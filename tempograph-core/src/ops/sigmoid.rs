//! Element-wise logistic activation.

use crate::error::TempoGraphError;

use super::{resolve_span, BackwardCtx, ForwardCtx};

/// `out = 1 / (1 + exp(-x))` over the selected frame.
pub(super) fn forward(ctx: &mut ForwardCtx<'_>) -> Result<(), TempoGraphError> {
    let (start, count) = resolve_span(
        ctx.frame,
        ctx.layout,
        ctx.out.cols(),
        ctx.node_name,
        ctx.kind.name(),
    )?;
    let x = ctx.inputs[0];
    let rows = ctx.out.rows();
    for j in start..start + count {
        let x_col = x.column(j);
        let out_col = ctx.out.column_mut(j);
        for r in 0..rows {
            out_col[r] = 1.0 / (1.0 + (-x_col[r]).exp());
        }
    }
    Ok(())
}

/// `dx += g * y * (1 - y)`, staging the derivative through the pooled
/// scratch buffer so the incoming gradient is read only once per cell.
pub(super) fn backward(ctx: &mut BackwardCtx<'_>) -> Result<(), TempoGraphError> {
    let own_value = ctx.own_value;
    let own_grad = ctx.own_gradient;
    let (start, count) = resolve_span(
        ctx.frame,
        ctx.layout,
        own_grad.cols(),
        ctx.node_name,
        ctx.kind.name(),
    )?;
    let scratch = ctx.scratch.as_mut().ok_or_else(|| {
        TempoGraphError::InternalError(format!(
            "sigmoid backward for '{}' without a scratch buffer",
            ctx.node_name
        ))
    })?;
    let rows = own_grad.rows();
    for j in start..start + count {
        let v_col = own_value.column(j);
        let s_col = scratch.column_mut(j);
        for r in 0..rows {
            let y = v_col[r];
            s_col[r] = y * (1.0 - y);
        }
    }
    for j in start..start + count {
        let g_col = own_grad.column(j);
        let s_col = scratch.column(j);
        let target = ctx.grad_out.column_mut(j);
        for r in 0..rows {
            target[r] += g_col[r] * s_col[r];
        }
    }
    Ok(())
}

#[cfg(test)]
#[path = "sigmoid_test.rs"]
mod tests;
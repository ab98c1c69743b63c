//! Packing sequence bundles into layout-backed minibatches.

use std::sync::Arc;

use tempograph_core::{CellFlags, Matrix, MinibatchLayout, TempoGraphError};

use crate::source::{SequenceSet, StreamDescription};

/// One packed minibatch: the shared layout plus a column matrix per
/// stream, in stream-description order, ready for
/// `ComputationGraph::feed_input`.
#[derive(Debug, Clone)]
pub struct Minibatch {
    pub layout: Arc<MinibatchLayout>,
    pub streams: Vec<Matrix>,
}

impl Minibatch {
    pub fn steps(&self) -> usize {
        self.layout.steps()
    }

    pub fn slots(&self) -> usize {
        self.layout.slots()
    }
}

/// Packs one bundle into the `steps x slots` grid.
///
/// Each sequence takes one slot starting at timestep zero; the step count
/// is the longest sequence in the bundle. Cells past a sequence's end are
/// flagged as gaps and zero-filled. Sequence starts and ends are flagged so
/// delay operators can reset between sequences.
///
/// # Errors
///
/// Bundles must be rectangular across streams: same sequence count, and
/// per-sequence lengths and row counts matching the descriptions.
pub fn pack_minibatch(
    set: &SequenceSet,
    descriptions: &[StreamDescription],
) -> Result<Minibatch, TempoGraphError> {
    if set.streams.len() != descriptions.len() {
        return Err(TempoGraphError::InternalError(format!(
            "bundle has {} streams, descriptions have {}",
            set.streams.len(),
            descriptions.len()
        )));
    }
    let slots = set.streams.first().map_or(0, Vec::len);
    for (stream, desc) in set.streams.iter().zip(descriptions) {
        if stream.len() != slots {
            return Err(TempoGraphError::InternalError(format!(
                "stream '{}' carries {} sequences, expected {slots}",
                desc.name,
                stream.len()
            )));
        }
    }
    let mut lengths = Vec::with_capacity(slots);
    for s in 0..slots {
        let steps = set.streams[0][s].steps();
        if steps == 0 {
            return Err(TempoGraphError::EmptyInput {
                node: descriptions[0].name.clone(),
                operation: "pack_minibatch".to_string(),
                input: format!("sequence {s}"),
            });
        }
        for (stream, desc) in set.streams.iter().zip(descriptions) {
            let seq = &stream[s];
            if seq.steps() != steps || seq.rows() != desc.rows {
                return Err(TempoGraphError::ShapeMismatch {
                    node: desc.name.clone(),
                    operation: "pack_minibatch".to_string(),
                    expected: (desc.rows, steps),
                    actual: (seq.rows(), seq.steps()),
                });
            }
        }
        lengths.push(steps);
    }
    let steps = lengths.iter().copied().max().unwrap_or(0);

    let mut layout = MinibatchLayout::new(steps, slots);
    for (s, &len) in lengths.iter().enumerate() {
        layout.add_flags(0, s, CellFlags::SEQUENCE_START);
        layout.add_flags(len - 1, s, CellFlags::SEQUENCE_END);
        for t in len..steps {
            layout.add_flags(t, s, CellFlags::NO_INPUT);
        }
    }
    let layout = Arc::new(layout);

    let mut streams = Vec::with_capacity(set.streams.len());
    for (stream, desc) in set.streams.iter().zip(descriptions) {
        let mut packed = Matrix::zeros(desc.rows, layout.columns());
        for (s, seq) in stream.iter().enumerate() {
            for t in 0..seq.steps() {
                packed
                    .column_mut(layout.column_of(t, s))
                    .copy_from_slice(seq.column(t));
            }
        }
        streams.push(packed);
    }
    Ok(Minibatch { layout, streams })
}

#[cfg(test)]
#[path = "packer_test.rs"]
mod tests;
use crate::device::Device;
use crate::error::TempoGraphError;
use crate::layout::MinibatchLayout;
use crate::matrix::Matrix;
use crate::node::{CopyFlags, Node, NodeId, TraversalState};
use crate::ops::{self, OpKind, ShapeInfo};

#[derive(Debug, Default)]
pub struct ComputationGraph {
    nodes: Vec<Node>,
    names: HashMap<String, NodeId>,
    /// Monotonic counter behind both creation order and value staleness.
    next_stamp: u64,
}
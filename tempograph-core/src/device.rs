/// Identifies where a node keeps its numeric buffers.
///
/// Device affinity is tracked per node and per buffer; all buffers of one
/// node live on the same device, and migration moves them together.
#[derive(Debug, Clone, Copy, PartialEq, Eq, Hash, Default)]
pub enum Device {
    /// Main system memory. This is the default device and the only one with
    /// compute kernels wired up.
    #[default]
    Cpu,
    /// CUDA device memory.
    ///
    /// Buffers may be tagged for the GPU, but evaluating a GPU-resident node
    /// currently fails with `UnsupportedOperation`.
    Gpu,
}

#[cfg(test)]
mod tests {
    use super::*;

    #[test]
    fn test_default_is_cpu() {
        assert_eq!(Device::default(), Device::Cpu);
    }
}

******************************

An identical copy of the entries above is the expected result.

= Written solution =
filename tempograph-core/src/ops/sigmoid.rs
//! Element-wise logistic activation.

use crate::error::TempoGraphError;

use super::{resolve_span, BackwardCtx, ForwardCtx};

/// `out = 1 / (1 + exp(-x))` over the selected frame.
pub(super) fn forward(ctx: &mut ForwardCtx<'_>) -> Result<(), TempoGraphError> {
    let (start, count) = resolve_span(
        ctx.frame,
        ctx.layout,
        ctx.out.cols(),
        ctx.node_name,
        ctx.kind.name(),
    )?;
    let x = ctx.inputs[0];
    let rows = ctx.out.rows();
    for j in start..start + count {
        let x_col = x.column(j);
        let out_col = ctx.out.column_mut(j);
        for r in 0..rows {
            out_col[r] = 1.0 / (1.0 + (-x_col[r]).exp());
        }
    }
    Ok(())
}

/// `dx += g * y * (1 - y)`, staging the derivative through the pooled
/// scratch buffer so the incoming gradient is read only once per cell.
pub(super) fn backward(ctx: &mut BackwardCtx<'_>) -> Result<(), TempoGraphError> {
    let own_value = ctx.own_value;
    let own_grad = ctx.own_gradient;
    let (start, count) = resolve_span(
        ctx.frame,
        ctx.layout,
        own_grad.cols(),
        ctx.node_name,
        ctx.kind.name(),
    )?;
    let scratch = ctx.scratch.as_mut().ok_or_else(|| {
        TempoGraphError::InternalError(format!(
            "sigmoid backward for '{}' without a scratch buffer",
            ctx.node_name
        ))
    })?;
    let rows = own_grad.rows();
    for j in start..start + count {
        let v_col = own_value.column(j);
        let s_col = scratch.column_mut(j);
        for r in 0..rows {
            let y = v_col[r];
            s_col[r] = y * (1.0 - y);
        }
    }
    for j in start..start + count {
        let g_col = own_grad.column(j);
        let s_col = scratch.column(j);
        let target = ctx.grad_out.column_mut(j);
        for r in 0..rows {
            target[r] += g_col[r] * s_col[r];
        }
    }
    Ok(())
}

#[cfg(test)]
#[path = "sigmoid_test.rs"]
mod tests;
repository ab98c1c69743b63c
//! Packing sequence bundles into layout-backed minibatches.

use std::sync::Arc;

use tempograph_core::{CellFlags, Matrix, MinibatchLayout, TempoGraphError};

use crate::source::{SequenceSet, StreamDescription};

/// One packed minibatch: the shared layout plus a column matrix per
/// stream, in stream-description order, ready for
/// `ComputationGraph::feed_input`.
#[derive(Debug, Clone)]
pub struct Minibatch {
    pub layout: Arc<MinibatchLayout>,
    pub streams: Vec<Matrix>,
}

impl Minibatch {
    pub fn steps(&self) -> usize {
        self.layout.steps()
    }

    pub fn slots(&self) -> usize {
        self.layout.slots()
    }
}

/// Packs one bundle into the `steps x slots` grid.
///
/// Each sequence takes one slot starting at timestep zero; the step count
/// is the longest sequence in the bundle. Cells past a sequence's end are
/// flagged as gaps and zero-filled. Sequence starts and ends are flagged so
/// delay operators can reset between sequences.
///
/// # Errors
///
/// Bundles must be rectangular across streams: same sequence count, and
/// per-sequence lengths and row counts matching the descriptions.
pub fn pack_minibatch(
    set: &SequenceSet,
    descriptions: &[StreamDescription],
) -> Result<Minibatch, TempoGraphError> {
    if set.streams.len() != descriptions.len() {
        return Err(TempoGraphError::InternalError(format!(
            "bundle has {} streams, descriptions have {}",
            set.streams.len(),
            descriptions.len()
        )));
    }
    let slots = set.streams.first().map_or(0, Vec::len);
    for (stream, desc) in set.streams.iter().zip(descriptions) {
        if stream.len() != slots {
            return Err(TempoGraphError::InternalError(format!(
                "stream '{}' carries {} sequences, expected {slots}",
                desc.name,
                stream.len()
            )));
        }
    }
    let mut lengths = Vec::with_capacity(slots);
    for s in 0..slots {
        let steps = set.streams[0][s].steps();
        if steps == 0 {
            return Err(TempoGraphError::EmptyInput {
                node: descriptions[0].name.clone(),
                operation: "pack_minibatch".to_string(),
                input: format!("sequence {s}"),
            });
        }
        for (stream, desc) in set.streams.iter().zip(descriptions) {
            let seq = &stream[s];
            if seq.steps() != steps || seq.rows() != desc.rows {
                return Err(TempoGraphError::ShapeMismatch {
                    node: desc.name.clone(),
                    operation: "pack_minibatch".to_string(),
                    expected: (desc.rows, steps),
                    actual: (seq.rows(), seq.steps()),
                });
            }
        }
        lengths.push(steps);
    }
    let steps = lengths.iter().copied().max().unwrap_or(0);

    let mut layout = MinibatchLayout::new(steps, slots);
    for (s, &len) in lengths.iter().enumerate() {
        layout.add_flags(0, s, CellFlags::SEQUENCE_START);
        layout.add_flags(len - 1, s, CellFlags::SEQUENCE_END);
        for t in len..steps {
            layout.add_flags(t, s, CellFlags::NO_INPUT);
        }
    }
    let layout = Arc::new(layout);

    let mut streams = Vec::with_capacity(set.streams.len());
    for (stream, desc) in set.streams.iter().zip(descriptions) {
        let mut packed = Matrix::zeros(desc.rows, layout.columns());
        for (s, seq) in stream.iter().enumerate() {
            for t in 0..seq.steps() {
                packed
                    .column_mut(layout.column_of(t, s))
                    .copy_from_slice(seq.column(t));
            }
        }
        streams.push(packed);
    }
    Ok(Minibatch { layout, streams })
}

#[cfg(test)]
#[path = "packer_test.rs"]
mod tests;
use crate::device::Device;
use crate::error::TempoGraphError;
use crate::layout::MinibatchLayout;
use crate::matrix::Matrix;
use crate::node::{CopyFlags, Node, NodeId, TraversalState};
use crate::ops::{self, OpKind, ShapeInfo};

#[derive(Debug, Default)]
pub struct ComputationGraph {
    nodes: Vec<Node>,
    names: HashMap<String, NodeId>,
    /// Monotonic counter behind both creation order and value staleness.
    next_stamp: u64,
}
filename tempograph-core/src/device.rs
/// Identifies where a node keeps its numeric buffers.
///
/// Device affinity is tracked per node and per buffer; all buffers of one
/// node live on the same device, and migration moves them together.
#[derive(Debug, Clone, Copy, PartialEq, Eq, Hash, Default)]
pub enum Device {
    /// Main system memory. This is the default device and the only one with
    /// compute kernels wired up.
    #[default]
    Cpu,
    /// CUDA device memory.
    ///
    /// Buffers may be tagged for the GPU, but evaluating a GPU-resident node
    /// currently fails with `UnsupportedOperation`.
    Gpu,
}

#[cfg(test)]
mod tests {
    use super::*;

    #[test]
    fn test_default_is_cpu() {
        assert_eq!(Device::default(), Device::Cpu);
    }
}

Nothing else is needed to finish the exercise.